THE MAGNIFICENT SEVEN

イーサン・ホーク:アーティストとして辿り着く場所

September 2020

text shiho atsumi

 オリジナルの『荒野の七人』は、名匠ジョン・スタージェスが監督し、主演はユル・ブリンナーとスティーブ・マックイーンという映画史に残る名作だ。そしてそのさらなるオリジナルを辿れば、黒澤明の『七人の侍』に至る。そうした多くの伝説を持つ作品のリメイクは、たいていの監督にとって「恐怖に腰が引ける仕事」だとホークは語る。それを乗り切ったのはアントワーン・フークアの豪胆さと、西部劇への愛――そして現場での出演陣の努力のたまものだろう。
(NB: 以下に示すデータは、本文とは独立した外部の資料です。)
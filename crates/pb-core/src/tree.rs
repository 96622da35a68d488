//! Stateless tree utilities over the component forest.
//!
//! All searches are depth-first, pre-order, left-to-right in `children`
//! order, so "first match" is deterministic.

use crate::id::NodeId;
use crate::model::Node;
use smallvec::SmallVec;
use std::collections::HashSet;

/// Root-first chain of ancestor ids.
pub type AncestorPath = SmallVec<[NodeId; 8]>;

/// Result of [`find_node_and_parent`].
#[derive(Debug, Clone, Copy)]
pub struct NodeLocation<'a> {
    pub node: &'a Node,
    /// `None` when the node sits at root level.
    pub parent: Option<&'a Node>,
    /// Position within the sibling vector that holds the node.
    pub index: usize,
}

// ─── Lookup ──────────────────────────────────────────────────────────────

/// Locate a node together with its parent and sibling index.
pub fn find_node_and_parent(forest: &[Node], id: NodeId) -> Option<NodeLocation<'_>> {
    locate(forest, id, None)
}

fn locate<'a>(
    nodes: &'a [Node],
    id: NodeId,
    parent: Option<&'a Node>,
) -> Option<NodeLocation<'a>> {
    for (index, node) in nodes.iter().enumerate() {
        if node.id == id {
            return Some(NodeLocation {
                node,
                parent,
                index,
            });
        }
        if let Some(found) = locate(node.children(), id, Some(node)) {
            return Some(found);
        }
    }
    None
}

pub fn find_node(forest: &[Node], id: NodeId) -> Option<&Node> {
    find_node_and_parent(forest, id).map(|loc| loc.node)
}

pub fn contains(forest: &[Node], id: NodeId) -> bool {
    find_node(forest, id).is_some()
}

/// Mutable lookup, used by the mutation engine on its private copy.
pub fn find_node_mut(forest: &mut [Node], id: NodeId) -> Option<&mut Node> {
    for node in forest.iter_mut() {
        if node.id == id {
            return Some(node);
        }
        if let Some(children) = node.children.as_mut()
            && let Some(found) = find_node_mut(children, id)
        {
            return Some(found);
        }
    }
    None
}

/// The sibling vector holding `id`, plus the node's index within it.
pub fn find_siblings_mut(forest: &mut Vec<Node>, id: NodeId) -> Option<(&mut Vec<Node>, usize)> {
    if let Some(index) = forest.iter().position(|n| n.id == id) {
        return Some((forest, index));
    }
    for node in forest.iter_mut() {
        if let Some(children) = node.children.as_mut()
            && let Some(found) = find_siblings_mut(children, id)
        {
            return Some(found);
        }
    }
    None
}

/// Detach the node with `id` from wherever it lives, preserving the order
/// of its remaining siblings.
pub fn detach(forest: &mut Vec<Node>, id: NodeId) -> Option<Node> {
    let (siblings, index) = find_siblings_mut(forest, id)?;
    Some(siblings.remove(index))
}

/// Root-first ids of every ancestor of `id`. `Some(empty)` for a root-level
/// node, `None` if the id is not in the forest.
pub fn ancestors(forest: &[Node], id: NodeId) -> Option<AncestorPath> {
    let mut path = AncestorPath::new();
    if collect_path(forest, id, &mut path) {
        Some(path)
    } else {
        None
    }
}

fn collect_path(nodes: &[Node], id: NodeId, path: &mut AncestorPath) -> bool {
    for node in nodes {
        if node.id == id {
            return true;
        }
        path.push(node.id);
        if collect_path(node.children(), id, path) {
            return true;
        }
        path.pop();
    }
    false
}

/// True if `descendant` lives somewhere below `ancestor`.
pub fn is_descendant_of(forest: &[Node], ancestor: NodeId, descendant: NodeId) -> bool {
    ancestors(forest, descendant).is_some_and(|path| path.contains(&ancestor))
}

// ─── Traversal ───────────────────────────────────────────────────────────

/// Pre-order iterator yielding `(depth, node)`.
pub struct Walk<'a> {
    stack: SmallVec<[(usize, &'a Node); 16]>,
}

impl<'a> Iterator for Walk<'a> {
    type Item = (usize, &'a Node);

    fn next(&mut self) -> Option<Self::Item> {
        let (depth, node) = self.stack.pop()?;
        for child in node.children().iter().rev() {
            self.stack.push((depth + 1, child));
        }
        Some((depth, node))
    }
}

pub fn walk(forest: &[Node]) -> Walk<'_> {
    Walk {
        stack: forest.iter().rev().map(|n| (0, n)).collect(),
    }
}

/// Number of nodes in the forest, including nodes parked as container
/// backgrounds.
pub fn count_nodes(forest: &[Node]) -> usize {
    walk(forest)
        .map(|(_, node)| {
            1 + node
                .background_source
                .as_deref()
                .map_or(0, |source| count_nodes(std::slice::from_ref(source)))
        })
        .sum()
}

/// Every id in the forest, including nodes parked as container backgrounds.
pub fn collect_ids(forest: &[Node]) -> HashSet<NodeId> {
    let mut ids = HashSet::new();
    for (_, node) in walk(forest) {
        ids.insert(node.id);
        if let Some(source) = &node.background_source {
            ids.extend(collect_ids(std::slice::from_ref(source.as_ref())));
        }
    }
    ids
}

/// Children ordered for layout: ascending `placement.order`, where a
/// missing order falls back to the child's position. Ties keep document
/// order.
pub fn placement_sorted(children: &[Node]) -> Vec<&Node> {
    let mut keyed: Vec<(i64, &Node)> = children
        .iter()
        .enumerate()
        .map(|(i, c)| (c.effective_order(i), c))
        .collect();
    keyed.sort_by_key(|(order, _)| *order);
    keyed.into_iter().map(|(_, c)| c).collect()
}

// ─── Identity ────────────────────────────────────────────────────────────

/// Deep-clone `node`, giving it and every descendant a fresh id.
pub fn regenerate_ids(node: &Node) -> Node {
    let mut copy = node.clone();
    reassign(&mut copy);
    copy
}

fn reassign(node: &mut Node) {
    node.id = NodeId::generate();
    if let Some(children) = node.children.as_mut() {
        for child in children {
            reassign(child);
        }
    }
    if let Some(source) = node.background_source.as_mut() {
        reassign(source);
    }
}

#[cfg(test)]
mod tests {
    use super::*;
    use crate::model::{ComponentType, Placement};
    use pretty_assertions::assert_eq;

    fn id(s: &str) -> NodeId {
        NodeId::intern(s)
    }

    /// page ─┬─ header ─┬─ logo
    ///       │          └─ nav ── link
    ///       └─ footer
    fn sample() -> Vec<Node> {
        let link = Node::new(id("t_link"), ComponentType::Text);
        let nav = Node::new(id("t_nav"), ComponentType::Container).with_child(link);
        let logo = Node::new(id("t_logo"), ComponentType::Image);
        let header = Node::new(id("t_header"), ComponentType::Container)
            .with_child(logo)
            .with_child(nav);
        let footer = Node::new(id("t_footer"), ComponentType::Text);
        vec![header, footer]
    }

    #[test]
    fn finds_root_level_node() {
        let forest = sample();
        let loc = find_node_and_parent(&forest, id("t_footer")).unwrap();
        assert!(loc.parent.is_none());
        assert_eq!(loc.index, 1);
    }

    #[test]
    fn finds_nested_node_with_parent() {
        let forest = sample();
        let loc = find_node_and_parent(&forest, id("t_link")).unwrap();
        assert_eq!(loc.parent.map(|p| p.id), Some(id("t_nav")));
        assert_eq!(loc.index, 0);
        assert!(find_node_and_parent(&forest, id("t_missing")).is_none());
    }

    #[test]
    fn counts_include_parked_backgrounds() {
        let mut forest = sample();
        let parked = Node::new(id("t_parked"), ComponentType::Image);
        forest[0].background_source = Some(Box::new(parked));
        assert_eq!(count_nodes(&forest), 6);
        assert_eq!(collect_ids(&forest).len(), count_nodes(&forest));
    }

    #[test]
    fn walk_is_preorder() {
        let forest = sample();
        let order: Vec<(usize, &str)> = walk(&forest).map(|(d, n)| (d, n.id.as_str())).collect();
        assert_eq!(
            order,
            vec![
                (0, "t_header"),
                (1, "t_logo"),
                (1, "t_nav"),
                (2, "t_link"),
                (0, "t_footer"),
            ]
        );
    }

    #[test]
    fn ancestor_paths() {
        let forest = sample();
        assert_eq!(
            ancestors(&forest, id("t_link")).unwrap().as_slice(),
            &[id("t_header"), id("t_nav")]
        );
        assert!(ancestors(&forest, id("t_header")).unwrap().is_empty());
        assert!(is_descendant_of(&forest, id("t_header"), id("t_link")));
        assert!(!is_descendant_of(&forest, id("t_nav"), id("t_logo")));
    }

    #[test]
    fn detach_preserves_sibling_order() {
        let mut forest = sample();
        let logo = detach(&mut forest, id("t_logo")).unwrap();
        assert_eq!(logo.id, id("t_logo"));
        let header = find_node(&forest, id("t_header")).unwrap();
        assert_eq!(header.children().len(), 1);
        assert_eq!(header.children()[0].id, id("t_nav"));
    }

    #[test]
    fn regenerate_gives_disjoint_ids() {
        let forest = sample();
        let copy = regenerate_ids(&forest[0]);
        let before = collect_ids(&forest);
        let after = collect_ids(std::slice::from_ref(&copy));
        assert_eq!(after.len(), 4);
        assert!(before.is_disjoint(&after));
        assert_eq!(copy.children()[1].kind, ComponentType::Container);
    }

    #[test]
    fn placement_sort_orders_by_order_key() {
        let order = |n: i64| Placement {
            order: Some(n),
            align_self: None,
        };
        let children = vec![
            Node::new(id("p_a"), ComponentType::Text).with_placement(order(2)),
            Node::new(id("p_b"), ComponentType::Text).with_placement(order(0)),
            Node::new(id("p_c"), ComponentType::Text).with_placement(order(1)),
        ];
        let sorted: Vec<&str> = placement_sorted(&children)
            .iter()
            .map(|n| n.id.as_str())
            .collect();
        assert_eq!(sorted, vec!["p_b", "p_c", "p_a"]);
    }
}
「ルイジアナでの撮影は、この10年で僕が参加した映画の中で、最も長い期間を要した。延々と撮り続けていたよ。そんなわけで僕はその夏じゅう乗馬を楽しんだんだけど、もちろんそんなことばかりじゃない。気温が40℃を超えて雨続きのときなんて悲惨だった。みんながウールを着て怖がる馬に乗り、モノを爆発で吹っ飛ばしていた。しり込みしたらケガをしかねないのに、暑さと雨のコンビネーションで、撮影はさらに難しくなった。シンプルなシーンなどひとつもない、すべてが多くのエキストラを使った場面だったし、とにかくすごく大変だったよ。映像を見たときは本当に嬉しかった。うまくいったか確信を持てないシーンもあったからね」

 そんな中で彼が演じた役、グッドナイト・ロビショーは、南北戦争で活躍した凄腕のスナイパーだ。デンゼル・ワシントン演じるリーダーの古い友人であるこの役は、その複雑さで物語に深みを与えている。